The nature of a romantic relationship you have when you’re in your teens is different from that of one you have when you’re in your twenties, thirties, etc. Of course, we can’t make generalizations, because each relationship is unique.

If you’re one of those people who have been with your partner since you were teenagers (we are now, of course, assuming you’re much older), I assume many things have changed in your relationship. You may be more deeply connected, or connected in more ways than you could have ever imagined when you first dated. Perhaps you’re sick of one another, or are hating each other more and more as time passes. You could also be falling, or growing apart.

If you’re anything like me and you care about staying together, you will see the problem/s and have intelligent forecasts—and a lot of times you won’t see good things in the future—so you talk to your boyfriend or girlfriend about it and find ways, together, to improve things.

My biggest relationship issues have something to do with verbal and mental communication. When you’re in a new relationship, you never really run out of things to talk about and you don’t have to be good at reading each other’s actions. You will usually be pleased with the things you discover about one another, because you and your partner strive to put your best feet forward at all times. You do this too much that when you are faced with your first challenge—a disturbing discovery—you can easily shrug it off.

Miles* and I were the happiest couple I knew. That honeymoon stage lasted for, I think, two years.

But early into the first year, when I was at my happiest with him, he crushed my heart for the very first time. I was obsessed with looking people up online, so when I looked him up, I found out he had a girlfriend.

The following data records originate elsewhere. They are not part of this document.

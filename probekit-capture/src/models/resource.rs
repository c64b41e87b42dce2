use std::fmt;
use std::fs;
use std::path::Path;
use std::str::FromStr;

use serde::{Deserialize, Serialize};

use crate::errors::ProbeError;

#[derive(Debug, Clone, Copy, PartialEq, Eq, Hash, Serialize, Deserialize)]
#[serde(rename_all = "UPPERCASE")]
pub enum Method {
    Get,
    Post,
    Put,
    Delete,
}

impl Method {
    pub const ALL: [Method; 4] = [Method::Get, Method::Post, Method::Put, Method::Delete];

    pub fn as_str(&self) -> &'static str {
        match self {
            Method::Get => "GET",
            Method::Post => "POST",
            Method::Put => "PUT",
            Method::Delete => "DELETE",
        }
    }
}

impl fmt::Display for Method {
    fn fmt(&self, f: &mut fmt::Formatter<'_>) -> fmt::Result {
        f.write_str(self.as_str())
    }
}

impl FromStr for Method {
    type Err = ProbeError;

    fn from_str(s: &str) -> Result<Self, Self::Err> {
        Method::ALL
            .into_iter()
            .find(|m| m.as_str().eq_ignore_ascii_case(s.trim()))
            .ok_or_else(|| ProbeError::UnknownMethod(s.to_string()))
    }
}

/// A target path on the probed host.
#[derive(Debug, Clone, PartialEq, Eq)]
pub struct ResourceDescriptor {
    pub path: String,
}

impl ResourceDescriptor {
    pub fn new(path: &str) -> Self {
        let path = path.trim();
        let path = if path.starts_with('/') {
            path.to_string()
        } else {
            format!("/{path}")
        };

        Self { path }
    }

    /// Path segments as they travel in `Uri-Path` options.
    pub fn segments(&self) -> impl Iterator<Item = &str> {
        self.path.split('/').filter(|s| !s.is_empty())
    }

    /// One path per line; blank lines are skipped.
    pub fn parse_list(raw: &str) -> Vec<Self> {
        raw.lines()
            .filter(|line| !line.trim().is_empty())
            .map(Self::new)
            .collect()
    }

    pub fn load_list<P: AsRef<Path>>(path: P) -> Result<Vec<Self>, ProbeError> {
        let path = path.as_ref();
        let raw = fs::read_to_string(path).map_err(|source| ProbeError::ResourceList {
            path: path.to_path_buf(),
            source,
        })?;

        Ok(Self::parse_list(&raw))
    }
}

We’ve been dating for around three to four months then. How could he have “forgotten” to mention that? I confronted him the following day, after I thought I would die of hypertension from stress.

He told me he had already broken up with her. He said he had taken care of that two weeks prior to my discovery. It didn’t help anything and I didn’t trust him at all... but that, I figured, wasn’t the worst of my discoveries. It was just the beginning of my trip to Calvary (more on that on this blog in the near future). I can sort of laugh at that one now that I have more serious and alarming issues—now, with real, heavy, adult-relationship concerns, I find that fault cute.

I broke up with Miles at one point because he had just become so indifferent, short, and cold; on top of being his typical uninterested self. I admit that I can be easily bothered by hurtful words, but that’s because you are supposed to be compassionate towards people you care about/love. I end up making a big deal out of such things, which in turn, upsets him and stresses him out, and then he gets short and irate. He would spit one offensive sentence after another, just adding insult to injury. I try to reason out with him, try to enlighten him about what exactly is happening, but he’s already shut me out. He only cared about having a good night’s rest over solving pressing matters.

Before the break-up, he made me cry every day (I used to barely cry because of him)—he didn’t care about the relationship anymore, and he was sick of me. Sick of me caring about this relationship and trying to fix it and trying to explain to him that he shouldn’t be hurting me, and that he should be kind to me. He always assured he was trying his best to be better, but I always found that hard to believe because right after every promise that he’ll sensitive to my feelings, he would find another way to similarly offend me—within another week, the following day, or the next half hour.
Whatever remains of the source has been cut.